Sounds like a job and half but it will be worth all the work and the money when you finally get to drive the finished article.

Corrado VR6's and supercharged G60's still fetch silly money over here to and there pretty thin on the grouund.

I bought my Golf from a friend for 4,900 at the time I think they had a book price of 5,700 so it was a pretty good deal.

At the time to get a VR6 Corrado of the same age (96) would have cost about 9,000 once I got it a mechanic friend of mine managed to get me a recon Corrado VR6 engine for !,500 (it really helps knowing people in the trade when your modding!) so It cost a total of 6,400 to have the same stock power as a Corrado in a lighter body shell.

Corrado's are going to be future classic cars though mark my words my brother had a 93 2.0 16v in White which he had lowered and put a new induction kit and air filter on it was in white (not a very desirable colour in the car game) and he sold it last year and still managed to get 4,500 for it and it was an 11 year old car at the time theres not many cars that hold there value like that!

At 220bhp If I'm not steady round bends the front end can actually skip and lift and I have in the past when I've got a little reckless spun the wheels in every gear (not good for the old tyres!) 200-230bhp is pretty much as far as a front wheel drive car can go I think Alfa make a 23obhp front wheel drive car but I've not heard of one more powerful than that.

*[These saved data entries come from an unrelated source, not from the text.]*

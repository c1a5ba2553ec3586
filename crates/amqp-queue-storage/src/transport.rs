//! Contracts of the AMQP 1.0 transport the storage drives.
//!
//! A transport is an open connection to the broker. Sessions multiplex links
//! over it; sender and receiver links are each bound to one queue address.
//! Concrete transports wrap a protocol client; [`crate::providers::memory`]
//! implements them in-process for tests and development.

use crate::error::QueueError;
use crate::message::{AmqpMessage, Delivery};
use async_trait::async_trait;
use std::sync::Arc;
use std::time::Duration;

/// An open connection able to create sessions
#[async_trait]
pub trait AmqpTransport: Send + Sync {
    /// Begin a new session on this connection
    async fn open_session(&self) -> Result<Arc<dyn AmqpSession>, QueueError>;

    /// Whether the connection is still usable
    fn is_open(&self) -> bool;

    /// Close the connection and every session on it
    async fn close(&self) -> Result<(), QueueError>;
}

/// Protocol session under which links are attached
#[async_trait]
pub trait AmqpSession: Send + Sync {
    /// Identifier unique for the lifetime of the transport
    fn id(&self) -> &str;

    /// Attach a sender link named `name` to the queue at `address`
    async fn open_sender(
        &self,
        name: &str,
        address: &str,
    ) -> Result<Arc<dyn SenderLink>, QueueError>;

    /// Attach a receiver link named `name` to the queue at `address`
    async fn open_receiver(
        &self,
        name: &str,
        address: &str,
    ) -> Result<Arc<dyn ReceiverLink>, QueueError>;

    fn is_closed(&self) -> bool;

    async fn close(&self) -> Result<(), QueueError>;
}

/// Outgoing link bound to one queue
#[async_trait]
pub trait SenderLink: Send + Sync {
    fn name(&self) -> &str;

    /// Send a message and wait for the broker's disposition.
    ///
    /// Fails with [`QueueError::SendFailed`] when the broker does not accept it.
    async fn send(&self, message: AmqpMessage) -> Result<(), QueueError>;

    /// Whether independent `send` calls may be in flight at the same time.
    ///
    /// When `false`, callers must await each send before starting the next.
    fn supports_concurrent_sends(&self) -> bool;

    async fn close(&self) -> Result<(), QueueError>;
}

/// Incoming link bound to one queue
#[async_trait]
pub trait ReceiverLink: Send + Sync {
    fn name(&self) -> &str;

    /// Allow the broker to deliver `credit` messages ahead of settlement.
    ///
    /// With `auto_restore`, credit is given back as deliveries are settled.
    fn set_credit(&self, credit: u32, auto_restore: bool);

    /// Wait up to `timeout` for the next delivery; `None` on timeout
    async fn receive(&self, timeout: Duration) -> Result<Option<Delivery>, QueueError>;

    /// Settle as processed; the broker forgets the message
    async fn accept(&self, delivery: &Delivery) -> Result<(), QueueError>;

    /// Settle as not processed; the broker redelivers the message
    async fn release(&self, delivery: &Delivery) -> Result<(), QueueError>;

    /// Settle as unprocessable; the broker dead-letters the message
    async fn reject(&self, delivery: &Delivery, reason: &str) -> Result<(), QueueError>;

    async fn close(&self) -> Result<(), QueueError>;
}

I once had a guy in an Audi TT try to race me and I killed him off the lights I stopped at the next set and he caught up to me wound his window down and said "WTF have you got in that!" I just smiled at him.

Thats an advantage of having your car debadged not only is the look of the car smoother and cleaner guys in other cars haven't a clue if its a normal Golf with a kit or something special and the ones that think its a 1.6 dressed up and try and race me get a nasty shock! lol


----------



## themule (Feb 26, 2004)

Hey guys, my sister has a green corrado, she has had it a while, nice looking car, i like the spoiler thing at the back i think she said it lifts when you hit 30or 40 mph, im sure you chaps will set me straight on this one.

Dave.


----------



## Guest (Apr 18, 2005)

i think its so cute when these guys in their hondas roll up on me at a light and think that since they changed their exhaust out for a coffee can and they have a big tach they are a shoe in for the next fast and furious movie. and they look at me all hard and rev their engines...i dont want to hurt them, really. but when they talk s**t to their buddies is when i stick it in 1st and wait for the light to go. i dont come out of 1st until they hit 3rd and when i hear them shift i drop the hammer in 2nd and blow their doors off. too bad really, id like to help them but they just want to look like fools!


----------



## Deadpool (Jan 18, 2004)

True the fast and the Furious has a lot to answer for!

Yeah your right Mule when you hit 40 (could be 50 will have to check with my bro) the spoiler raises up from the back to increase areodynamics they got that Idea from the 993 Porsche when my bro would take me out in his Corrado he would always shout for me to look at the back as it raised it never seemed to get old! lol


----------



## Guest (Apr 18, 2005)

thats the coolest thing, i love watching those things go! i have no problem with the rice burners that really are suped up as three of my dream cars are the mits. 3000 gt vr-4, the toyota supra, and the nissan skyline. i love the look of thos cars and theyre damn fast. but when they have stock s**t and wanna go, just stupid! i gotta get a corrado, the shape is perfect for a sound system too. i used to have a '95 ford probe gt, 2.5L 24 valve v-6 with a 5 speed, damn quick stock but the best part was the shape. i had one 12" sub on a 2000 watt amp and hit 130db on the dash...loud as hell.


----------



## Deadpool (Jan 18, 2004)

I love the 3000GT VR-4 has to be one of all my all time favourite cars when I used to play Gran Turismo it was my car of choice cause it was faster than the Skyline in a straight line and could be modded on the game to over 1000bhp!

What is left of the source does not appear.